Quantum mock modular forms arising from eta-theta functions
Amanda Folsom, Sharon Garthwaite, Soon-Yi Kang, Holly Swisher,, Stephanie Treneer
TL;DR
This paper constructs new quantum mock modular forms from eta-theta functions with even characters, revealing their shadows as eta-theta functions with odd characters, and demonstrates their quantum modularity with applications to Eichler integrals and algebraic identities.
Contribution
It unifies eta-theta functions into mock modular forms with explicit shadows and proves their quantum modularity, providing new tools for evaluating Eichler integrals and discovering algebraic identities.
Findings
Mock modular forms with shadows given by eta-theta functions with odd characters.
Proof that these mock modular forms are quantum modular forms.

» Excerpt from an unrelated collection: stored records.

//! CLI definition and dispatch.

use chrono::{NaiveDate, Utc};
use clap::{Parser, Subcommand};
use std::path::{Path, PathBuf};
use std::process::ExitCode;
use tracing::info;

use crate::adapters::console_report::{render_metrics, render_report, render_skipped, render_universe};
use crate::adapters::csv_adapter::CsvPriceAdapter;
use crate::adapters::file_config_adapter::FileConfigAdapter;
use crate::adapters::reference_csv_adapter::CsvReferenceAdapter;
use crate::domain::config_validation::{parse_as_of, validate_engine_config, validate_min_yield};
use crate::domain::engine::{run_engine, run_metrics, window_start, EngineConfig};
use crate::domain::error::EtfEngineError;
use crate::domain::phase::{Phase, PhaseProfile};
use crate::domain::universe::parse_tickers;
use crate::domain::scoring::{
    ScoringConfig, DEFAULT_GROWTH_WEIGHT, DEFAULT_INCOME_WEIGHT, DEFAULT_MIN_YIELD,
};
use crate::ports::config_port::ConfigPort;
use crate::ports::price_port::PricePort;
use crate::ports::reference_port::ReferencePort;
use crate::ports::report_port::ReportPort;

#[derive(Parser, Debug)]
#[command(
    name = "etf-engine",
    about = "ETF metrics, income scoring and phase-based portfolio allocation"
)]
pub struct Cli {
    #[command(subcommand)]
    pub command: Command,
}

#[derive(Subcommand, Debug)]
pub enum Command {
    /// Compute metrics, score the universe and build the phase portfolio
    Run {
        #[arg(short, long)]
        config: PathBuf,
        /// growth, transition or paycheque
        #[arg(short, long)]
        phase: Option<String>,
        /// Minimum distribution yield as a fraction (0.03 = 3%)
        #[arg(long)]
        min_yield: Option<f64>,
        /// Read prices from {TICKER}.csv files instead of fetching them
        #[arg(long)]
        prices_dir: Option<PathBuf>,
        /// Comma-separated subset of the universe
        #[arg(long)]
        tickers: Option<String>,
        /// End of the trailing window (YYYY-MM-DD), defaults to today
        #[arg(long)]
        as_of: Option<String>,
        /// Also write an HTML report
        #[arg(long)]
        html: Option<PathBuf>,
        /// Also write the text report to a file
        #[arg(short, long)]
        output: Option<PathBuf>,
    },
    /// Show the 5-year metrics table only
    Metrics {
        #[arg(short, long)]
        config: PathBuf,
        #[arg(long)]
        prices_dir: Option<PathBuf>,
        #[arg(long)]
        tickers: Option<String>,
        #[arg(long)]
        as_of: Option<String>,
    },
    /// Show the universe joined with its fundamentals
    Universe {
        #[arg(short, long)]
        config: PathBuf,
    },
    /// Validate a configuration file
    Validate {
        #[arg(short, long)]
        config: PathBuf,
    },
}

/// CLI values that take precedence over the config file.
#[derive(Debug, Clone, Default)]
pub struct Overrides {
    pub phase: Option<String>,
    pub min_yield: Option<f64>,
    pub prices_dir: Option<PathBuf>,
    pub tickers: Option<String>,
    pub as_of: Option<String>,
}

pub fn run(cli: Cli) -> ExitCode {
    match cli.command {
        Command::Run {
            config,
            phase,
            min_yield,
            prices_dir,
            tickers,
            as_of,
            html,
            output,
        } => {
            let overrides = Overrides {
                phase,
                min_yield,
                prices_dir,
                tickers,
                as_of,
            };
            run_full(&config, &overrides, html.as_ref(), output.as_ref())
        }
        Command::Metrics {
            config,
            prices_dir,
            tickers,
            as_of,
        } => {
            let overrides = Overrides {
                prices_dir,
                tickers,
                as_of,
                ..Overrides::default()
            };
            run_metrics_only(&config, &overrides)
        }
        Command::Universe { config } => run_universe(&config),
        Command::Validate { config } => run_validate(&config),
    }
}

fn fail(err: &EtfEngineError) -> ExitCode {
    eprintln!("error: {err}");
    err.into()
}

pub fn load_config(path: &Path) -> Result<FileConfigAdapter, ExitCode> {
    FileConfigAdapter::from_file(path).map_err(|e| {
        let err = EtfEngineError::ConfigParse {
            file: path.display().to_string(),
            reason: e.to_string(),
        };
        fail(&err)
    })
}

fn load_validated(path: &Path) -> Result<FileConfigAdapter, ExitCode> {
    info!("Loading config from {}", path.display());
    let adapter = load_config(path)?;
    validate_engine_config(&adapter).map_err(|e| fail(&e))?;
    Ok(adapter)
}

pub fn resolve_as_of(
    config: &dyn ConfigPort,
    overrides: &Overrides,
) -> Result<NaiveDate, EtfEngineError> {
    match overrides
        .as_of
        .clone()
        .or_else(|| config.get_nonempty("fetch", "as_of"))
    {
        Some(s) => parse_as_of(&s),
        None => Ok(Utc::now().date_naive()),
    }
}

pub fn resolve_phase(config: &dyn ConfigPort, overrides: &Overrides) -> Result<Phase, EtfEngineError> {
    match overrides
        .phase
        .clone()
        .or_else(|| config.get_nonempty("portfolio", "phase"))
    {
        Some(p) => p.parse(),
        None => Ok(Phase::Growth),
    }
}

/// Ticker subset from `--tickers` or `[data] tickers`, if any.
pub fn resolve_tickers(
    config: &dyn ConfigPort,
    overrides: &Overrides,
) -> Result<Option<Vec<String>>, EtfEngineError> {
    let Some(list) = overrides
        .tickers
        .clone()
        .or_else(|| config.get_nonempty("data", "tickers"))
    else {
        return Ok(None);
    };
    parse_tickers(&list)
        .map(Some)
        .map_err(|e| EtfEngineError::ConfigInvalid {
            section: "data".into(),
            key: "tickers".into(),
            reason: e.to_string(),
        })
}

/// The phase's default profile with any `[phase.<name>]` overrides applied.
pub fn build_phase_profile(config: &dyn ConfigPort, phase: Phase) -> PhaseProfile {
    let defaults = phase.default_profile();
    let section = phase.config_section();
    PhaseProfile {
        categories: config
            .get_list(&section, "categories")
            .unwrap_or(defaults.categories),
        max_weight: config.get_double(&section, "max_weight", defaults.max_weight),
    }
}

pub fn build_scoring_config(
    config: &dyn ConfigPort,
    overrides: &Overrides,
) -> Result<ScoringConfig, EtfEngineError> {
    let min_yield = overrides
        .min_yield
        .unwrap_or_else(|| config.get_double("scoring", "min_yield", DEFAULT_MIN_YIELD));
    validate_min_yield(min_yield)?;

    Ok(ScoringConfig {
        min_yield,
        growth_weight: config.get_double("scoring", "growth_weight", DEFAULT_GROWTH_WEIGHT),
        income_weight: config.get_double("scoring", "income_weight", DEFAULT_INCOME_WEIGHT),
    })
}

pub fn build_engine_config(
    config: &dyn ConfigPort,
    overrides: &Overrides,
) -> Result<EngineConfig, EtfEngineError> {
    let as_of = resolve_as_of(config, overrides)?;
    let phase = resolve_phase(config, overrides)?;

    let mut engine_config =
        EngineConfig::trailing(as_of, phase, build_scoring_config(config, overrides)?);
    engine_config.profile = build_phase_profile(config, phase);
    engine_config.tickers = resolve_tickers(config, overrides)?;
    Ok(engine_config)
}

pub fn build_reference_adapter(config: &dyn ConfigPort) -> Result<CsvReferenceAdapter, EtfEngineError> {
    let path = |key: &str| {
        config
            .get_nonempty("data", key)
            .map(PathBuf::from)
            .ok_or_else(|| EtfEngineError::ConfigMissing {
                section: "data".into(),
                key: key.into(),
            })
    };
    Ok(CsvReferenceAdapter::new(path("universe")?, path("fundamentals")?))
}

/// CSV directory when one is configured, otherwise the live Yahoo source.
pub fn build_price_port(
    config: &dyn ConfigPort,
    overrides: &Overrides,
) -> Result<Box<dyn PricePort>, EtfEngineError> {
    let prices_dir = overrides
        .prices_dir
        .clone()
        .or_else(|| config.get_nonempty("data", "prices_dir").map(PathBuf::from));

    if let Some(dir) = prices_dir {
        info!("Reading prices from {}", dir.display());
        return Ok(Box::new(CsvPriceAdapter::new(dir)));
    }

    #[cfg(feature = "yahoo")]
    {
        use crate::adapters::yahoo_adapter::YahooAdapter;
        Ok(Box::new(YahooAdapter::from_config(config)?))
    }

    #[cfg(not(feature = "yahoo"))]
    {
        Err(EtfEngineError::ConfigMissing {
            section: "data".into(),
            key: "prices_dir".into(),
        })
    }
}

fn run_full(
    config_path: &Path,
    overrides: &Overrides,
    html_path: Option<&PathBuf>,
    output_path: Option<&PathBuf>,
) -> ExitCode {
    let adapter = match load_validated(config_path) {
        Ok(a) => a,
        Err(code) => return code,
    };

    let prepared = build_engine_config(&adapter, overrides).and_then(|engine_config| {
        let reference = build_reference_adapter(&adapter)?;
        let prices = build_price_port(&adapter, overrides)?;
        Ok((engine_config, reference, prices))
    });
    let (engine_config, reference, prices) = match prepared {
        Ok(p) => p,
        Err(e) => return fail(&e),
    };

    let html_path = html_path
        .cloned()
        .or_else(|| adapter.get_nonempty("report", "html").map(PathBuf::from));

    run_pipeline(
        prices.as_ref(),
        &reference,
        &engine_config,
        html_path.as_ref(),
        output_path,
    )
}

/// Stages after config resolution: engine run, stdout tables, report files.
pub fn run_pipeline(
    price_port: &dyn PricePort,
    reference_port: &dyn ReferencePort,
    engine_config: &EngineConfig,
    html_path: Option<&PathBuf>,
    output_path: Option<&PathBuf>,
) -> ExitCode {
    let report = match run_engine(price_port, reference_port, engine_config) {
        Ok(r) => r,
        Err(e) => return fail(&e),
    };

    print!("{}", render_report(&report));

    if let Some(path) = output_path {
        let writer = crate::adapters::console_report::ConsoleReport::new();
        if let Err(e) = writer.write(&report, &path.to_string_lossy()) {
            return fail(&e);
        }
        info!("Text report written to: {}", path.display());
    }

    if let Some(path) = html_path {
        #[cfg(feature = "html")]
        {
            let writer = crate::adapters::html_report_adapter::HtmlReportAdapter::new();
            if let Err(e) = writer.write(&report, &path.to_string_lossy()) {
                return fail(&e);
            }
            info!("HTML report written to: {}", path.display());
        }

        #[cfg(not(feature = "html"))]
        {
            eprintln!(
                "warning: html feature is required to write {}",
                path.display()
            );
        }
    }

    ExitCode::SUCCESS
}

fn run_metrics_only(config_path: &Path, overrides: &Overrides) -> ExitCode {
    let adapter = match load_validated(config_path) {
        Ok(a) => a,
        Err(code) => return code,
    };

    let result = resolve_as_of(&adapter, overrides).and_then(|as_of| {
        let tickers = resolve_tickers(&adapter, overrides)?;
        let reference = build_reference_adapter(&adapter)?;
        let prices = build_price_port(&adapter, overrides)?;
        run_metrics(
            prices.as_ref(),
            &reference,
            window_start(as_of),
            as_of,
            tickers.as_deref(),
        )
    });

    match result {
        Ok((_, metrics, skipped)) => {
            print!("{}", render_metrics(&metrics));
            if !skipped.is_empty() {
                println!("\nSkipped:");
                print!("{}", render_skipped(&skipped));
            }
            ExitCode::SUCCESS
        }
        Err(e) => fail(&e),
    }
}

fn run_universe(config_path: &Path) -> ExitCode {
    let adapter = match load_validated(config_path) {
        Ok(a) => a,
        Err(code) => return code,
    };

    let loaded = build_reference_adapter(&adapter).and_then(|reference| {
        Ok((reference.load_universe()?, reference.load_fundamentals()?))
    });
    let (universe, fundamentals) = match loaded {
        Ok(l) => l,
        Err(e) => return fail(&e),
    };

    print!("{}", render_universe(&universe));

    let missing: Vec<&str> = universe
        .iter()
        .filter(|u| !fundamentals.iter().any(|f| f.ticker == u.ticker))
        .map(|u| u.ticker.as_str())
        .collect();
    println!(
        "\n{} tickers, {} with fundamentals",
        universe.len(),
        universe.len() - missing.len()
    );
    if !missing.is_empty() {
        eprintln!("warning: no fundamentals for {}", missing.join(", "));
    }

    if let Some(dir) = adapter.get_nonempty("data", "prices_dir") {
        let available = match CsvPriceAdapter::new(PathBuf::from(dir)).list_tickers() {
            Ok(t) => t,
            Err(e) => return fail(&e),
        };
        let no_prices: Vec<&str> = universe
            .iter()
            .filter(|u| !available.contains(&u.ticker))
            .map(|u| u.ticker.as_str())
            .collect();
        if !no_prices.is_empty() {
            eprintln!("warning: no price file for {}", no_prices.join(", "));
        }
    }
    ExitCode::SUCCESS
}

fn run_validate(config_path: &Path) -> ExitCode {
    eprintln!("Validating config: {}", config_path.display());
    let adapter = match load_validated(config_path) {
        Ok(a) => a,
        Err(code) => return code,
    };

    let scoring = match build_scoring_config(&adapter, &Overrides::default()) {
        Ok(s) => s,
        Err(e) => return fail(&e),
    };
    eprintln!(
        "\nScoring: min_yield {:.2}%, growth weight {}, income weight {}",
        scoring.min_yield * 100.0,
        scoring.growth_weight,
        scoring.income_weight
    );

    for section in adapter.sections() {
        if let Some(name) = section.strip_prefix("phase.") {
            if name.parse::<Phase>().is_err() {
                eprintln!("warning: [{section}] does not name a known phase and is ignored");
            }
        }
    }

    eprintln!("\nPhases:");
    for phase in Phase::ALL {
        let profile = build_phase_profile(&adapter, phase);
        eprintln!(
            "  {}: {} (cap {:.0}%)",
            phase,
            profile.categories.join(", "),
            profile.max_weight * 100.0
        );
    }

    eprintln!("\nConfiguration is valid.");
    ExitCode::SUCCESS
}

Finite hypergeometric expressions for Eichler integrals and algebraic identities.
Abstract
In 2013, Lemke Oliver classified all eta-quotients which are theta functions. In this paper, we unify the eta-theta functions by constructing mock modular forms from the eta-theta functions with even characters, such that the shadows of these mock modular forms are given by the eta-theta functions with odd characters. In addition, we prove that our mock modular forms are quantum modular forms. As corollaries, we establish simple finite hypergeometric expressions which may be used to evaluate Eichler integrals of the odd eta-theta functions, as well as some curious algebraic identities.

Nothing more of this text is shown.